# What to produce
For this exercise, please reproduce the records below word for word, from the first line through the line with "Route the limiter is attached to".

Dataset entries

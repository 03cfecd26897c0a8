//! Interfaces the hosting request pipeline exposes to the limiter.

/// Route scope that keeps counters of independently configured limiters apart.
#[derive(Debug, Clone, Default, PartialEq, Eq, Hash)]
pub struct Scope {
    /// Route the limiter is attached to
    pub route_id: String,
    /// Service the limiter is attached to
    pub service_id: String,
}

impl Scope {
    /// Create a new scope.
    pub fn new(route_id: impl Into<String>, service_id: impl Into<String>) -> Self {
        Self {
            route_id: route_id.into(),
            service_id: service_id.into(),
        }
    }
}

/// Read access to the request being evaluated.
pub trait RequestContext {
    /// Value of a request header, if present.
    fn header(&self, name: &str) -> Option<String>;

    /// Request path, if known.
    fn path(&self) -> Option<String>;

    /// Network address of the caller, if the host can supply one.
    fn client_address(&self) -> Option<String>;

    /// Route scope of the limiter instance handling this request.
    fn scope(&self) -> Scope {
        Scope::default()
    }
}

/// Response control offered by the hosting pipeline.
pub trait ResponseControl {
    /// Answer the client immediately without forwarding the request.
    fn send_early_response(&mut self, status: u16, headers: Vec<(String, String)>, body: &[u8]);

    /// Let the request continue down the pipeline.
    fn continue_pipeline(&mut self);

    /// Current response headers.
    fn response_headers(&self) -> Vec<(String, String)>;

    /// Replace the response headers.
    fn replace_response_headers(&mut self, headers: Vec<(String, String)>);
}
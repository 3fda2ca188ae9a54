//! Index Build Module
//!
//! Keeps the per-term indexes fresh without ever running two builds at once.
//!
//! ## Architecture Overview
//! 1. **Submission**: Refresh requests are appended to the `BuildQueue` and the call
//!    returns immediately with the request's queue position.
//! 2. **Claiming**: The `BuildWorker` pops the head of the queue and marks the build
//!    state as `building` in a single atomic step, so observers never see a request
//!    that is neither pending nor in flight.
//! 3. **Execution**: The worker holds a process-wide single-flight guard while the
//!    engine builds the index, then installs the result into the `IndexStore`.
//! 4. **Startup**: The `StartupSequencer` discovers terms at process start and
//!    retries the whole discover -> build -> drain cycle with a capped linear backoff
//!    until at least one index exists.
//!
//! ## Submodules
//! - **`types`**: Build requests, build state snapshots and queue status DTOs.
//! - **`queue`**: FIFO of pending requests plus the shared build state.
//! - **`worker`**: Single-flight executor and background drain loop.
//! - **`startup`**: Startup retry policy and the sleep abstraction it waits through.

pub mod queue;
pub mod startup;
pub mod types;
pub mod worker;

pub use queue::BuildQueue;
pub use startup::{backoff_delay, Sleeper, StartupOutcome, StartupSequencer, TokioSleeper};
pub use types::{BuildOutcome, BuildRequest, BuildSnapshot, QueueStatus, QueuedBuild};
pub use worker::BuildWorker;

#[cfg(test)]
mod tests;
//! Build Module Tests
//!
//! ## Test Scopes
//! - **Backoff**: Linear delay capped at five minutes.
//! - **Queue**: FIFO positions, atomic claim, error bookkeeping.
//! - **Worker**: FIFO draining, failure isolation, single-flight under contention.
//! - **Startup**: Retry scenarios driven by a recording sleeper (no real timers).

#[cfg(test)]
mod tests {
    use crate::builder::{
        backoff_delay, BuildOutcome, BuildQueue, BuildRequest, BuildWorker, StartupOutcome,
        StartupSequencer,
    };
    use crate::index::{normalize_subjects, IndexStore};
    use crate::term::Semester;
    use crate::test_support::{term, wait_until, FakeEngine, RecordingSleeper};
    use std::sync::atomic::Ordering;
    use std::sync::Arc;
    use std::time::Duration;

    fn worker_for(engine: FakeEngine) -> (Arc<FakeEngine>, Arc<BuildWorker<FakeEngine>>) {
        let engine = Arc::new(engine);
        let worker = BuildWorker::new(
            engine.clone(),
            Arc::new(BuildQueue::new()),
            Arc::new(IndexStore::new()),
        );
        (engine, worker)
    }

    // ============================================================
    // BACKOFF POLICY
    // ============================================================

    #[test]
    fn test_backoff_is_linear_then_capped() {
        let secs: Vec<u64> = (1..=10).map(|a| backoff_delay(a).as_secs()).collect();

        assert_eq!(secs, vec![60, 120, 180, 240, 300, 300, 300, 300, 300, 300]);
    }

    #[test]
    fn test_backoff_does_not_overflow() {
        assert_eq!(backoff_delay(u32::MAX), Duration::from_secs(300));
    }

    // ============================================================
    // BUILD QUEUE
    // ============================================================

    #[test]
    fn test_enqueue_returns_fifo_positions() {
        let queue = BuildQueue::new();

        let p1 = queue.enqueue(BuildRequest::new(term(2025, Semester::Fall), None));
        let p2 = queue.enqueue(BuildRequest::new(term(2025, Semester::Spring), None));
        let p3 = queue.enqueue(BuildRequest::new(term(2025, Semester::Fall), None));

        assert_eq!((p1, p2, p3), (1, 2, 3));

        let status = queue.status();
        assert_eq!(status.length, 3);
        let order: Vec<String> = status.pending.iter().map(|p| p.term.to_string()).collect();
        assert_eq!(order, vec!["2025 Fall", "2025 Spring", "2025 Fall"]);
        let positions: Vec<usize> = status.pending.iter().map(|p| p.position).collect();
        assert_eq!(positions, vec![1, 2, 3]);
    }

    #[test]
    fn test_claim_is_atomic_and_excludes_in_flight_from_length() {
        let queue = BuildQueue::new();
        queue.enqueue(BuildRequest::new(term(2025, Semester::Fall), None));
        queue.enqueue(BuildRequest::new(term(2025, Semester::Spring), None));

        let claimed = queue.claim_next().expect("head should be claimable");
        assert_eq!(claimed.term, term(2025, Semester::Fall));

        let snapshot = queue.snapshot();
        assert!(snapshot.building);
        assert_eq!(snapshot.queue.length, 1);
        assert_eq!(snapshot.queue.current, Some(term(2025, Semester::Fall)));
        assert!(snapshot.build_duration.is_some());

        // Second claim is refused while a build is in flight
        assert!(queue.claim_next().is_none());
        assert!(!queue.begin(term(2025, Semester::Winter)));
        assert_eq!(queue.len(), 1);

        queue.finish(BuildOutcome::Succeeded);
        let snapshot = queue.snapshot();
        assert!(!snapshot.building);
        assert_eq!(snapshot.queue.current, None);
        assert_eq!(snapshot.builds_completed, 1);
    }

    #[test]
    fn test_last_error_cleared_only_by_success() {
        let queue = BuildQueue::new();

        assert!(queue.begin(term(2025, Semester::Fall)));
        queue.finish(BuildOutcome::Failed("first".to_string()));
        assert_eq!(queue.snapshot().last_error.as_deref(), Some("first"));

        assert!(queue.begin(term(2025, Semester::Fall)));
        queue.finish(BuildOutcome::Failed("second".to_string()));
        assert_eq!(queue.snapshot().last_error.as_deref(), Some("second"));

        queue.record_error("discovery".to_string());
        assert_eq!(queue.snapshot().last_error.as_deref(), Some("discovery"));

        assert!(queue.begin(term(2025, Semester::Fall)));
        queue.finish(BuildOutcome::Succeeded);
        assert_eq!(queue.snapshot().last_error, None);
    }

    #[test]
    fn test_build_duration_none_before_any_build() {
        let queue = BuildQueue::new();
        assert_eq!(queue.snapshot().build_duration, None);
    }

    // ============================================================
    // BUILD WORKER
    // ============================================================

    #[tokio::test]
    async fn test_drain_builds_in_fifo_order() {
        let (engine, worker) = worker_for(FakeEngine::new());
        let terms = vec![
            term(2025, Semester::Fall),
            term(2024, Semester::Spring),
            term(2025, Semester::Winter),
        ];
        for t in &terms {
            worker.queue().enqueue(BuildRequest::new(*t, None));
        }

        let processed = worker.drain().await;

        assert_eq!(processed, 3);
        assert_eq!(engine.built_terms(), terms);
        assert_eq!(worker.store().len(), 3);
        assert!(worker.queue().is_empty());
        assert!(!worker.queue().is_building());
    }

    #[tokio::test]
    async fn test_drain_keeps_subject_filter_on_entry() {
        let (_engine, worker) = worker_for(FakeEngine::new());
        let fall = term(2025, Semester::Fall);
        let filter = normalize_subjects(Some(vec!["CS".to_string()]));
        worker.queue().enqueue(BuildRequest::new(fall, filter.clone()));

        worker.drain().await;

        let entry = worker.store().get(&fall).unwrap();
        assert_eq!(entry.allowed_subjects(), filter.as_ref());
        assert!(entry.index().courses.iter().all(|(_, s)| s == "CS"));
    }

    #[tokio::test]
    async fn test_failed_request_does_not_poison_queue() {
        let (engine, worker) = worker_for(FakeEngine::new().failing_builds(1));
        worker.queue().enqueue(BuildRequest::new(term(2025, Semester::Fall), None));
        worker.queue().enqueue(BuildRequest::new(term(2025, Semester::Spring), None));

        let processed = worker.drain().await;

        assert_eq!(processed, 2);
        assert_eq!(engine.build_calls.load(Ordering::SeqCst), 2);
        assert!(worker.store().get(&term(2025, Semester::Fall)).is_none());
        assert!(worker.store().get(&term(2025, Semester::Spring)).is_some());
        // Later success cleared the error
        assert_eq!(worker.queue().snapshot().last_error, None);
        // Failed request was not requeued
        assert!(worker.queue().is_empty());
    }

    #[tokio::test]
    async fn test_failure_is_recorded_in_last_error() {
        let (_engine, worker) = worker_for(FakeEngine::new().failing_builds(1));
        worker.queue().enqueue(BuildRequest::new(term(2025, Semester::Fall), None));

        worker.drain().await;

        let snapshot = worker.queue().snapshot();
        assert_eq!(
            snapshot.last_error.as_deref(),
            Some("backend unavailable (build call 1)")
        );
        assert!(!snapshot.building);
        assert_eq!(snapshot.builds_completed, 1);
        assert!(worker.store().is_empty());
    }

    #[tokio::test]
    async fn test_panicking_build_is_reported_as_failure() {
        let (_engine, worker) = worker_for(FakeEngine::new().panicking_next_build());
        worker.queue().enqueue(BuildRequest::new(term(2025, Semester::Fall), None));
        worker.queue().enqueue(BuildRequest::new(term(2025, Semester::Spring), None));

        worker.drain().await;

        let snapshot = worker.queue().snapshot();
        assert!(!snapshot.building);
        assert_eq!(snapshot.builds_completed, 2);
        assert!(worker.store().get(&term(2025, Semester::Spring)).is_some());
    }

    #[tokio::test]
    async fn test_direct_run_installs_entry() {
        let (_engine, worker) = worker_for(FakeEngine::new());

        let ok = worker.run(BuildRequest::new(term(2025, Semester::Fall), None)).await;

        assert!(ok);
        assert!(worker.store().get(&term(2025, Semester::Fall)).is_some());
        assert!(!worker.queue().is_building());
    }

    #[tokio::test(flavor = "multi_thread", worker_threads = 4)]
    async fn test_single_flight_under_racing_refreshes() {
        const N: usize = 12;
        let (engine, worker) =
            worker_for(FakeEngine::new().with_build_delay(Duration::from_millis(5)));
        worker.clone().start();

        // Race enqueues from many tasks, plus competing manual drains
        let mut handles = Vec::new();
        for i in 0..N {
            let worker = worker.clone();
            handles.push(tokio::spawn(async move {
                let semester = if i % 2 == 0 { Semester::Fall } else { Semester::Spring };
                worker
                    .queue()
                    .enqueue(BuildRequest::new(term(2000 + i as i32, semester), None));
                if i % 3 == 0 {
                    worker.drain().await;
                }
            }));
        }
        for handle in handles {
            handle.await.unwrap();
        }

        wait_until(|| worker.queue().snapshot().builds_completed == N as u64).await;

        assert_eq!(engine.build_calls.load(Ordering::SeqCst), N);
        assert_eq!(engine.max_in_flight.load(Ordering::SeqCst), 1);
        assert_eq!(worker.store().len(), N);
        assert!(!worker.queue().is_building());
    }

    #[tokio::test]
    async fn test_background_worker_picks_up_enqueued_work() {
        let (_engine, worker) = worker_for(FakeEngine::new());
        worker.clone().start();

        worker
            .queue()
            .enqueue(BuildRequest::new(term(2025, Semester::Fall), None));

        wait_until(|| worker.store().get(&term(2025, Semester::Fall)).is_some()).await;
        wait_until(|| !worker.queue().is_building()).await;
    }

    // ============================================================
    // STARTUP SEQUENCER
    // ============================================================

    #[tokio::test]
    async fn test_startup_succeeds_on_first_attempt() {
        let (engine, worker) =
            worker_for(FakeEngine::new().with_terms(vec![term(2025, Semester::Fall)]));
        let sleeper = Arc::new(RecordingSleeper::new());

        let outcome = StartupSequencer::new(worker.clone())
            .with_sleeper(sleeper.clone())
            .run()
            .await;

        assert_eq!(outcome, StartupOutcome::Ready { attempts: 1 });
        assert!(sleeper.slept_secs().is_empty());
        assert_eq!(engine.discover_calls.load(Ordering::SeqCst), 1);
        assert_eq!(worker.store().describe_all().len(), 1);
    }

    #[tokio::test]
    async fn test_startup_retries_whole_cycle_with_backoff() {
        let (engine, worker) = worker_for(
            FakeEngine::new()
                .with_terms(vec![term(2025, Semester::Fall)])
                .failing_builds(3),
        );
        let sleeper = Arc::new(RecordingSleeper::observing(worker.queue().clone()));

        let outcome = StartupSequencer::new(worker.clone())
            .with_sleeper(sleeper.clone())
            .run()
            .await;

        assert_eq!(outcome, StartupOutcome::Ready { attempts: 4 });
        assert_eq!(sleeper.slept_secs(), vec![60, 120, 180]);
        // Discovery is part of every retry
        assert_eq!(engine.discover_calls.load(Ordering::SeqCst), 4);

        // Each sleep saw the message of the attempt that just failed
        let errors = sleeper.errors_at_sleep.lock().clone();
        assert_eq!(
            errors,
            vec![
                Some("backend unavailable (build call 1)".to_string()),
                Some("backend unavailable (build call 2)".to_string()),
                Some("backend unavailable (build call 3)".to_string()),
            ]
        );
        // Attempt 4 succeeded and cleared it
        assert_eq!(worker.queue().snapshot().last_error, None);
    }

    #[tokio::test]
    async fn test_startup_survives_discovery_failures() {
        let (_engine, worker) = worker_for(
            FakeEngine::new()
                .with_terms(vec![term(2025, Semester::Fall)])
                .failing_discover(2),
        );
        let sleeper = Arc::new(RecordingSleeper::new());

        let outcome = StartupSequencer::new(worker.clone())
            .with_sleeper(sleeper.clone())
            .run()
            .await;

        assert_eq!(outcome, StartupOutcome::Ready { attempts: 3 });
        assert_eq!(sleeper.slept_secs(), vec![60, 120]);
    }

    #[tokio::test]
    async fn test_startup_exhausts_retries() {
        let (engine, worker) = worker_for(FakeEngine::new().failing_discover(usize::MAX));
        let sleeper = Arc::new(RecordingSleeper::new());

        let outcome = StartupSequencer::new(worker.clone())
            .with_sleeper(sleeper.clone())
            .with_max_attempts(3)
            .run()
            .await;

        assert_eq!(outcome, StartupOutcome::Exhausted { attempts: 3 });
        // No sleep after the final attempt
        assert_eq!(sleeper.slept_secs(), vec![60, 120]);
        assert_eq!(engine.discover_calls.load(Ordering::SeqCst), 3);
        assert_eq!(
            worker.queue().snapshot().last_error.as_deref(),
            Some("catalog backend unreachable (discover call 3)")
        );
    }

    #[tokio::test]
    async fn test_startup_default_retry_count_is_ten() {
        let (engine, worker) = worker_for(FakeEngine::new());
        let sleeper = Arc::new(RecordingSleeper::new());

        let outcome = StartupSequencer::new(worker)
            .with_sleeper(sleeper.clone())
            .run()
            .await;

        assert_eq!(outcome, StartupOutcome::Exhausted { attempts: 10 });
        assert_eq!(engine.discover_calls.load(Ordering::SeqCst), 10);
        assert_eq!(sleeper.slept_secs().len(), 9);
    }

    #[tokio::test]
    async fn test_startup_drains_externally_queued_requests() {
        // Discovery finds nothing, but a refresh arrived before the first cycle
        let (_engine, worker) = worker_for(FakeEngine::new());
        worker
            .queue()
            .enqueue(BuildRequest::new(term(2024, Semester::Summer), None));

        let outcome = StartupSequencer::new(worker.clone())
            .with_sleeper(Arc::new(RecordingSleeper::new()))
            .run()
            .await;

        assert_eq!(outcome, StartupOutcome::Ready { attempts: 1 });
        assert!(worker.store().get(&term(2024, Semester::Summer)).is_some());
    }

    #[tokio::test]
    async fn test_spawned_sequencer_signals_completion() {
        let (_engine, worker) =
            worker_for(FakeEngine::new().with_terms(vec![term(2025, Semester::Fall)]));

        let mut done = StartupSequencer::new(worker.clone())
            .with_sleeper(Arc::new(RecordingSleeper::new()))
            .spawn();

        let outcome = *done.wait_for(|outcome| outcome.is_some()).await.unwrap();

        assert_eq!(outcome, Some(StartupOutcome::Ready { attempts: 1 }));
        assert_eq!(worker.store().len(), 1);
    }
}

# Answer for this exercise
repository 03cfecd26897c0a8
//! Interfaces the hosting request pipeline exposes to the limiter.

/// Route scope that keeps counters of independently configured limiters apart.
#[derive(Debug, Clone, Default, PartialEq, Eq, Hash)]
pub struct Scope {
    /// Route the limiter is attached to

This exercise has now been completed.